Salem
Cooperative Central Bank Limited Vs. Commissioner of Income Tax, Madras [1993] INSC 189 (6 April 1993)
Jeevan
Reddy, B.P. (J) Jeevan Reddy, B.P. (J) Venkatachala N. (J)
CITATION:
1993 AIR 1517 1993 SCR (2) 997 1993 SCC Supl. (4) 200 JT 1993 (3) 181 1993
SCALE (2)460
ACT:
Income
Tax Act, 1961:
Sections
86(i) and 256--Cooperative Society carrying on banking business--Business
income exempt from income-tax--Interest on Security Deposit for supply of
electricity--Whether additional surcharge leviable--Tribunal holding interest
to be business income--Reference to High Court--High Court returning reference
and directing Tribunal to consider all points whether additional surcharge
attracted--Whether High Court exceeded the reference jurisdiction.
HEAD NOTE:
The
appellant-assessee was a cooperative society engaged in the business of banking
The previous year relevant to the assessment year 1963-64 was the year ending June 30, 1962.
The
business income of the assessee was exempt under the provisions of Section
80(1) as it then stood. During the aforesaid accounting yew, the assessee
received a sum of Rs. 19 being the interest on the deposit made by it with an
Electricity Distribution Company. This deposit had to be made by the assessee
as it was required by the conditions notified by the electricity company for
supply of energy, and it carried interest. It was on account of the said
deposit that the sum of Rs. 19 was received by the assessee, by way of
interest.
The
Income-tax Officer treated the amount of Rs. 19 as income from other sources,
and on that basis, he levied additional surcharge, in a sum of Rs. 81,920.
The assessee
appealed to the Appellate Assistant Commissioner who upheld the assessee's
contention that the said sum of Rs. 19 constituted its business income and, was
therefore, exempt. He held that the levy of surcharge was unsustainable.
The
Revenue appealed to the Appellate Tribunal which held that it was 'income from
business', and accordingly dismissed the Revenue's 997 998 appeal. At the
instance of the Revenue, the Tribunal referred the question to the High Court.
The
High Court held, that the assumption made by the Appellate Assistant
Commissioner and the Tribunal that the liability of surcharge was not attracted
in case the said sum of Rs. 19 represented business income may not be warranted
and that in such a situation the High Court does possess the power to correct
the error so long as the point arose out of the Tribunal's order. It returned
the reference unanswered and directed the Tribunal to consider the case on all
points that require consideration of the question whether additional surcharge
was attracted.
In the
assessee's appeal to this Court, it was submitted that the High Court exceeded
its jurisdiction in making the aforesaid direction, that the High Court widened
the scope of enquiry which it was not empowered to do in a reference under
Section 256 and that the matter should be sent back to the High Court for
answering the question of law as stated by the Tribunal.
Dismissing
the appeal, this Court,
HELD :
All that the High Court has asked the Tribunal to do is to consider whether the
liability of surcharge is not attracted even if the said sum of Rs. 19 is
treated as income from business. The fact that the revenue was also a party to
the said erroneous assumption before the Tribunal cannot stand in the way of
the Revenue resiling from an er- roneous assumption of law. [1004 D-F] In the
instant case, the question was whether additional surcharge was leviable for
the assessment year 1963-64 under the relevant Finance Act. The assessee's
contention was that it had no income which was liable to be assessed to
income-tax inasmuch as its entire income was exempt under Section 81 (1) (a),
and it was submitted that the sum of Rs.19 was also a business income and,
therefore, the liability of additional surcharge did not attach to the assessee.

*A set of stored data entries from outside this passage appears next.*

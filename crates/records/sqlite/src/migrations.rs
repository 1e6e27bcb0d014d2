use sqlx::SqlitePool;

use crate::config::SqliteConfig;

/// Create the records, recency and meta tables if they do not exist.
///
/// Timestamps are stored as microseconds since the Unix epoch so the
/// expiration index compares numerically.
///
/// # Errors
///
/// Returns a [`sqlx::Error`] if any DDL statement fails.
pub async fn run_migrations(pool: &SqlitePool, config: &SqliteConfig) -> Result<(), sqlx::Error> {
    let records = config.records_table();
    let recent = config.recent_table();
    let meta = config.meta_table();

    let create_records = format!(
        "CREATE TABLE IF NOT EXISTS {records} (
            id TEXT PRIMARY KEY,
            body TEXT NOT NULL,
            created_at_us INTEGER NOT NULL,
            expires_at_us INTEGER
        )"
    );

    let create_expiry_index = format!(
        "CREATE INDEX IF NOT EXISTS {records}_expires_at
            ON {records} (expires_at_us) WHERE expires_at_us IS NOT NULL"
    );

    let create_recent = format!(
        "CREATE TABLE IF NOT EXISTS {recent} (
            seq INTEGER PRIMARY KEY AUTOINCREMENT,
            id TEXT NOT NULL UNIQUE
        )"
    );

    let create_meta = format!(
        "CREATE TABLE IF NOT EXISTS {meta} (
            key TEXT PRIMARY KEY,
            value TEXT NOT NULL
        )"
    );

    sqlx::query(&create_records).execute(pool).await?;
    sqlx::query(&create_expiry_index).execute(pool).await?;
    sqlx::query(&create_recent).execute(pool).await?;
    sqlx::query(&create_meta).execute(pool).await?;

    Ok(())
}
use std::fmt;
use std::str::FromStr;

use chrono::{DateTime, Utc};
use serde::{Deserialize, Serialize};

use crate::error::ValidationError;

/// The physical medium a blob was written to.
#[derive(Debug, Clone, Copy, PartialEq, Eq, Hash, Serialize, Deserialize)]
#[serde(rename_all = "lowercase")]
#[cfg_attr(feature = "openapi", derive(utoipa::ToSchema))]
pub enum StorageKind {
    /// Files under a local directory.
    Fs,
    /// Objects in a remote S3-compatible bucket.
    S3,
}

impl StorageKind {
    /// Stable identifier persisted in the record store's medium slot.
    pub fn as_str(self) -> &'static str {
        match self {
            Self::Fs => "fs",
            Self::S3 => "s3",
        }
    }
}

impl fmt::Display for StorageKind {
    fn fmt(&self, f: &mut fmt::Formatter<'_>) -> fmt::Result {
        f.write_str(self.as_str())
    }
}

impl FromStr for StorageKind {
    type Err = ValidationError;

    fn from_str(s: &str) -> Result<Self, Self::Err> {
        match s {
            "fs" => Ok(Self::Fs),
            "s3" => Ok(Self::S3),
            other => Err(ValidationError::UnknownStorageKind(other.to_owned())),
        }
    }
}

/// Where a blob lives: the medium plus a backend-specific locator (the root
/// directory for `fs`, the bucket and prefix for `s3`).
#[derive(Debug, Clone, PartialEq, Eq, Hash, Serialize, Deserialize)]
#[cfg_attr(feature = "openapi", derive(utoipa::ToSchema))]
pub struct BackendInfo {
    pub kind: StorageKind,
    pub locator: String,
}

impl BackendInfo {
    pub fn new(kind: StorageKind, locator: impl Into<String>) -> Self {
        Self {
            kind,
            locator: locator.into(),
        }
    }
}

impl fmt::Display for BackendInfo {
    fn fmt(&self, f: &mut fmt::Formatter<'_>) -> fmt::Result {
        write!(f, "{}:{}", self.kind, self.locator)
    }
}

/// The durable metadata entry describing one stored blob.
///
/// Records are written once at ingest and never updated in place.
#[derive(Debug, Clone, PartialEq, Eq, Serialize, Deserialize)]
pub struct Record {
    /// Public identifier; also the blob's key in its backend.
    pub id: String,
    /// Sanitized user-supplied filename. Informational only.
    pub original: String,
    /// Free-form tags in upload order.
    #[serde(default)]
    pub tags: Vec<String>,
    /// The TTL as supplied by the uploader; empty when the record never expires.
    #[serde(default)]
    pub ttl: String,
    /// `created_at + ttl`, or `None` when the record never expires.
    pub expires_at: Option<DateTime<Utc>>,
    /// Capability required to delete the record.
    pub delete_token: String,
    pub created_at: DateTime<Utc>,
    pub backend: BackendInfo,
}

impl Record {
    /// Returns `true` once `now` is past the expiration instant.
    pub fn is_expired(&self, now: DateTime<Utc>) -> bool {
        self.expires_at.is_some_and(|at| at < now)
    }

    /// Returns `true` if any of the record's tags equals any query tag.
    pub fn matches_any_tag(&self, query: &[String]) -> bool {
        self.tags.iter().any(|t| query.contains(t))
    }
}

#[cfg(test)]
mod tests {
    use chrono::TimeDelta;

    use super::*;

    fn sample(expires_at: Option<DateTime<Utc>>) -> Record {
        Record {
            id: "aB3dE6gH".into(),
            original: "cat.png".into(),
            tags: vec!["pets".into(), "Cute".into()],
            ttl: String::new(),
            expires_at,
            delete_token: "0123456789abcdef".into(),
            created_at: Utc::now(),
            backend: BackendInfo::new(StorageKind::Fs, "/var/lib/upd/files"),
        }
    }

    #[test]
    fn storage_kind_strings() {
        assert_eq!(StorageKind::Fs.as_str(), "fs");
        assert_eq!("s3".parse::<StorageKind>().unwrap(), StorageKind::S3);
        assert!("ftp".parse::<StorageKind>().is_err());
        assert_eq!(serde_json::to_string(&StorageKind::S3).unwrap(), "\"s3\"");
    }

    #[test]
    fn never_expiring_record() {
        let record = sample(None);
        assert!(!record.is_expired(Utc::now() + TimeDelta::days(3650)));
    }

    #[test]
    fn expiring_record() {
        let now = Utc::now();
        let record = sample(Some(now));
        assert!(!record.is_expired(now - TimeDelta::seconds(1)));
        assert!(record.is_expired(now + TimeDelta::milliseconds(1)));
    }

    #[test]
    fn tag_match_is_exact_and_case_sensitive() {
        let record = sample(None);
        assert!(record.matches_any_tag(&["pets".into()]));
        assert!(record.matches_any_tag(&["nope".into(), "Cute".into()]));
        assert!(!record.matches_any_tag(&["cute".into()]));
        assert!(!record.matches_any_tag(&["pet".into()]));
        assert!(!record.matches_any_tag(&[]));
    }

    #[test]
    fn record_tolerates_missing_optional_fields() {
        let json = r#"{
            "id": "abc",
            "original": "a.txt",
            "expires_at": null,
            "delete_token": "t",
            "created_at": "2024-01-01T00:00:00Z",
            "backend": {"kind": "fs", "locator": "/tmp"}
        }"#;
        let record: Record = serde_json::from_str(json).unwrap();
        assert!(record.tags.is_empty());
        assert!(record.ttl.is_empty());
    }
}
//! Construction of the configured blob backend and record store.

use std::sync::Arc;
use std::time::Duration;

use tracing::info;
use upd_aws::{S3BlobBackend, S3Config};
use upd_blob::{BlobBackend, LocalBlobBackend};
use upd_records::RecordStore;
use upd_records_memory::MemoryRecordStore;
use upd_records_sqlite::{SqliteConfig, SqliteRecordStore};

use crate::config::{RecordsConfig, StorageConfig};
use crate::error::ServerError;

/// Create the blob backend named by `config.backend`.
pub async fn create_blob_backend(
    config: &StorageConfig,
) -> Result<Arc<dyn BlobBackend>, ServerError> {
    match config.backend.as_str() {
        "fs" => {
            let dir = &config.fs.output_dir;
            tokio::fs::create_dir_all(dir).await?;
            // Records persist the locator, so it must not depend on the
            // working directory.
            let root = tokio::fs::canonicalize(dir).await?;
            let backend = LocalBlobBackend::open(root)
                .await
                .map_err(|e| ServerError::Config(format!("cannot open {dir}: {e}")))?;
            info!(root = %backend.root().display(), "using filesystem storage");
            Ok(Arc::new(backend))
        }
        "s3" => {
            let s3 = &config.s3;
            let mut s3_config = S3Config::new(&s3.region, &s3.bucket);
            if let Some(prefix) = s3.prefix.as_deref().filter(|p| !p.is_empty()) {
                s3_config = s3_config.with_prefix(prefix);
            }
            if let Some(endpoint) = &s3.endpoint_url {
                s3_config = s3_config.with_endpoint_url(endpoint);
                s3_config.aws = s3_config.aws.with_force_path_style(true);
            }
            if let (Some(key), Some(secret)) = (&s3.access_key, &s3.access_secret) {
                s3_config = s3_config.with_static_credentials(key, secret);
            }
            let backend = S3BlobBackend::new(s3_config)
                .await
                .map_err(|e| ServerError::Config(format!("cannot set up S3 storage: {e}")))?;
            info!(bucket = %s3.bucket, region = %s3.region, "using S3 storage");
            Ok(Arc::new(backend))
        }
        other => Err(ServerError::Config(format!(
            "unknown storage backend: {other}"
        ))),
    }
}

/// Create the record store named by `config.backend`.
pub async fn create_record_store(
    config: &RecordsConfig,
) -> Result<Arc<dyn RecordStore>, ServerError> {
    match config.backend.as_str() {
        "sqlite" => {
            let sqlite_config = SqliteConfig {
                pool_size: config.pool_size,
                busy_timeout: Duration::from_secs(5),
                ..SqliteConfig::new(&config.path)
            };
            let store = SqliteRecordStore::open(sqlite_config)
                .await
                .map_err(|e| ServerError::Config(format!("cannot open {}: {e}", config.path)))?;
            info!(path = %config.path, "using sqlite record store");
            Ok(Arc::new(store))
        }
        "memory" => {
            tracing::warn!("using in-memory record store, records are lost on restart");
            Ok(Arc::new(MemoryRecordStore::new()))
        }
        other => Err(ServerError::Config(format!(
            "unknown records backend: {other}"
        ))),
    }
}
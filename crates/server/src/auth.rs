//! Shared-secret gate for the upload and listing routes.

use std::fmt;
use std::sync::Arc;
use std::task::{Context, Poll};

use axum::Json;
use axum::body::Body;
use axum::http::{Request, StatusCode};
use axum::response::{IntoResponse, Response};
use subtle::ConstantTimeEq;
use tower::{Layer, Service};
use upd_core::AuthStatus;

/// Header carrying the shared secret.
pub const SECRET_KEY_HEADER: &str = "X-upd-key";

/// The static secret clients must present. An empty secret admits everyone.
#[derive(Clone)]
pub struct SharedSecret(Arc<str>);

impl SharedSecret {
    pub fn new(secret: &str) -> Self {
        Self(Arc::from(secret))
    }

    pub fn is_disabled(&self) -> bool {
        self.0.is_empty()
    }

    /// Compare `presented` against the secret in constant time.
    pub fn verify(&self, presented: Option<&str>) -> bool {
        if self.is_disabled() {
            return true;
        }
        presented.is_some_and(|p| bool::from(p.as_bytes().ct_eq(self.0.as_bytes())))
    }
}

impl fmt::Debug for SharedSecret {
    fn fmt(&self, f: &mut fmt::Formatter<'_>) -> fmt::Result {
        f.debug_tuple("SharedSecret")
            .field(&if self.is_disabled() { "disabled" } else { "[REDACTED]" })
            .finish()
    }
}

/// Tower layer that gates requests behind the shared secret.
#[derive(Clone)]
pub struct SecretLayer {
    secret: SharedSecret,
}

impl SecretLayer {
    pub fn new(secret: SharedSecret) -> Self {
        Self { secret }
    }
}

impl<S> Layer<S> for SecretLayer {
    type Service = SecretMiddleware<S>;

    fn layer(&self, inner: S) -> Self::Service {
        SecretMiddleware {
            inner,
            secret: self.secret.clone(),
        }
    }
}

/// Tower service rejecting requests without the shared secret with `403`.
#[derive(Clone)]
pub struct SecretMiddleware<S> {
    inner: S,
    secret: SharedSecret,
}

impl<S> Service<Request<Body>> for SecretMiddleware<S>
where
    S: Service<Request<Body>, Response = Response> + Clone + Send + 'static,
    S::Future: Send + 'static,
{
    type Response = Response;
    type Error = S::Error;
    type Future = std::pin::Pin<
        Box<dyn std::future::Future<Output = Result<Self::Response, Self::Error>> + Send>,
    >;

    fn poll_ready(&mut self, cx: &mut Context<'_>) -> Poll<Result<(), Self::Error>> {
        self.inner.poll_ready(cx)
    }

    fn call(&mut self, req: Request<Body>) -> Self::Future {
        let presented = req
            .headers()
            .get(SECRET_KEY_HEADER)
            .and_then(|v| v.to_str().ok());
        if !self.secret.verify(presented) {
            tracing::debug!(path = %req.uri().path(), "rejected request with invalid secret");
            return Box::pin(async { Ok(forbidden()) });
        }

        // Take the service that was driven to readiness, leave a fresh clone.
        let clone = self.inner.clone();
        let mut inner = std::mem::replace(&mut self.inner, clone);
        Box::pin(async move { inner.call(req).await })
    }
}

fn forbidden() -> Response {
    (StatusCode::FORBIDDEN, Json(AuthStatus::invalid_credentials())).into_response()
}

The I.T.O. took the view that the said sum of Rs. 19 represented income from
other sources and, therefore, liability of additional surcharge was attracted.
The Appellate Assistant Commissioner upheld this contention. The High Court,
however, thought that having-regard to the language of the provisions of the
relevant Finance Act, the Tribunal ought to examine whether the liability to
additional 999 surcharge was attracted even if the said sum of Rs. 19 was
treated as income from business. The High Court was of the opinion that this
legal submission, though raised for the first time, did call for serious
consideration. This was done to arrive at a correct decision in law relating to
the liability to additional surcharge. If really, additional surcharge was
chargeable according to the Finance Act even In case the said sum of Rs. 19
represented business income, the High Court cannot be called upon to act on the
assumption that it is not so chargeable and answer the question stated. Such a
course would neither be in the interest of law or justice. That the Revenue was
also a party to the erroneous assumption of law makes little difference to the
principle. [1004 B-F] C.I.T. Bombay v. Scindia Steam Navigation Ltd., 42 I.T.R.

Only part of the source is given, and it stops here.